Mrs. Savage's Whim
Walsh 1713
Bentley 1962
Dancing Master II, Published in Fallibroome #1
Longways duple minor
Recording: mrs_savages_whim-bnbc7-15.mp3.zip
Part Beats Description A1 12 1st gent step and honor 2nd lady. Gents 2-H turn. 12 1's back to back(6) and turn single L(6). A2 12 2nd lady step and honor 1st gent. Ladies 2-H turn. 12 2's back to back(6) and turn single L(6). B 12 1's cross and dance outside to 2nd place/2s move in and lead up (6); all back-to-back partner (6) 12 1's 1/2-figure 8 up (9) and turn single away (lady L, gent R) (3)
The back-to-back moves in parts A1 and A2 are, for this dance, traditionally performed so that the dancing couple pass R shoulders forward, then retire until they have just passed their left shoulders (and could look each other in the eye), then they both turn single R to place. Will practice, this can be very stylish.
Video: https://www.youtube.com/watch?v=2jwRJCzi6WQ
The Savage family history is peppered with noteworthy and notorious—women
including Elizabeth Savage, Countess Rivers, who flung a box with her
treasured pearls into a pond to keep them from angry Parliamentarian rioters,
as well as Anne Gerard, mistress of the 4th Earl Rivers and probable mother of
the poet Richard Savage.
By far the likeliest Mistress Savage circa 1710, however, is Elizabeth Savage,
daughter of that same 4th Earl Rivers, who eloped
with James Barry, 4th Earl Barrymore in 1706.

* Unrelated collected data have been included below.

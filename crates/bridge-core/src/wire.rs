//! Wire types — JSON request/response shapes for the HTTP Surface (§6.1).

use serde::{Deserialize, Serialize};

#[derive(Debug, Clone, Copy, PartialEq, Eq, Serialize)]
#[serde(rename_all = "lowercase")]
pub enum Status {
    Ok,
    Timeout,
}

#[derive(Debug, Clone, Copy, PartialEq, Eq, Serialize)]
#[serde(rename_all = "lowercase")]
pub enum ReportedSource {
    Extension,
    Local,
}

/// Shared response shape for `/toggle-mic`, `/toggle-mic/fast`, and
/// `/bridge/mic-state`.
#[derive(Debug, Clone, Serialize)]
pub struct ToggleResponse {
    pub status: Status,
    pub muted: bool,
    pub confirmed: bool,
    pub source: ReportedSource,
}

#[derive(Debug, Clone, Serialize)]
pub struct StatusResponse {
    pub muted: bool,
    #[serde(rename = "outputVolume")]
    pub output_volume: f32,
    #[serde(rename = "outputMuted")]
    pub output_muted: bool,
    #[serde(rename = "muteMode")]
    pub mute_mode: String,
    #[serde(rename = "currentInputDevice")]
    pub current_input_device: String,
    #[serde(rename = "realMic")]
    pub real_mic: bool,
}

#[derive(Debug, Clone, Deserialize)]
pub struct MicStateReport {
    pub muted: bool,
}

#[derive(Debug, Clone, Serialize)]
pub struct PollResponse {
    pub event: &'static str,
}

#[derive(Debug, Clone, Serialize)]
pub struct VolumeResponse {
    pub status: Status,
    pub volume: f32,
    pub muted: bool,
}

#[derive(Debug, Clone, Serialize)]
pub struct RestartResponse {
    pub status: &'static str,
    pub message: String,
}

#[derive(Debug, Clone, Serialize)]
pub struct LogsResponse {
    pub entries: Vec<LogEntryWire>,
}

#[derive(Debug, Clone, Serialize)]
pub struct LogEntryWire {
    pub timestamp: String,
    pub level: &'static str,
    pub message: String,
}

#[derive(Debug, Clone, Serialize)]
pub struct ErrorResponse {
    pub error: String,
}
//! Unified error type for the bridge-core crate.
//!
//! [`BridgeError`] wraps module-specific errors (`AudioError`, `PortError`)
//! and domain-specific error kinds (`Config`, `MalformedRequest`).
//! `From` impls allow `?` to propagate across module boundaries seamlessly.

use std::fmt;

use crate::audio::AudioError;
use crate::port::PortError;

/// Unified error type for bridge-core operations.
#[derive(Debug)]
pub enum BridgeError {
    /// Audio device error (query/set volume or mute, COM/mainloop init).
    Audio(AudioError),
    /// Port custodian error (bind conflict that could not be safely reclaimed).
    Port(PortError),
    /// Standard I/O error (file read/write, config persistence).
    Io(std::io::Error),
    /// Configuration validation error.
    Config(String),
    /// Malformed HTTP request body.
    MalformedRequest(String),
    /// A child task failed or panicked; the supervisor restart policy applies.
    InternalCrash(String),
}

impl fmt::Display for BridgeError {
    fn fmt(&self, f: &mut fmt::Formatter<'_>) -> fmt::Result {
        match self {
            BridgeError::Audio(e) => write!(f, "{e}"),
            BridgeError::Port(e) => write!(f, "{e}"),
            BridgeError::Io(e) => write!(f, "I/O error: {e}"),
            BridgeError::Config(e) => write!(f, "Config error: {e}"),
            BridgeError::MalformedRequest(e) => write!(f, "Malformed request: {e}"),
            BridgeError::InternalCrash(e) => write!(f, "Internal crash: {e}"),
        }
    }
}

impl std::error::Error for BridgeError {
    fn source(&self) -> Option<&(dyn std::error::Error + 'static)> {
        match self {
            BridgeError::Audio(e) => Some(e),
            BridgeError::Port(e) => Some(e),
            BridgeError::Io(e) => Some(e),
            _ => None,
        }
    }
}

impl From<AudioError> for BridgeError {
    fn from(e: AudioError) -> Self {
        BridgeError::Audio(e)
    }
}

impl From<PortError> for BridgeError {
    fn from(e: PortError) -> Self {
        BridgeError::Port(e)
    }
}

impl From<std::io::Error> for BridgeError {
    fn from(e: std::io::Error) -> Self {
        BridgeError::Io(e)
    }
}

/// Crate-level Result alias using [`BridgeError`].
pub type Result<T> = std::result::Result<T, BridgeError>;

Despite the couples efforts, Elizabeth Savage’s father never forgave her;
when he died in 1712, he excluded her from his will. Barrymore successfully
contended for the recovery of part of her inheritance; she herself died in 1714
The signature movements of the dance, with its fickle gestures toward three different dancers in quick succession, must have seemed an apt illustration of the fibs and false promises of elopement and secret marriage, and must have come to seem prophetic of Barrymore's career, as he, after Elizabeth's death, went on to be viewed as one of the most double-dealing politicians in England: only his advanced age spared him from trial and probable execution in 1745, after the failure of Charles Edward Stuart's attempt to seize the English Crown.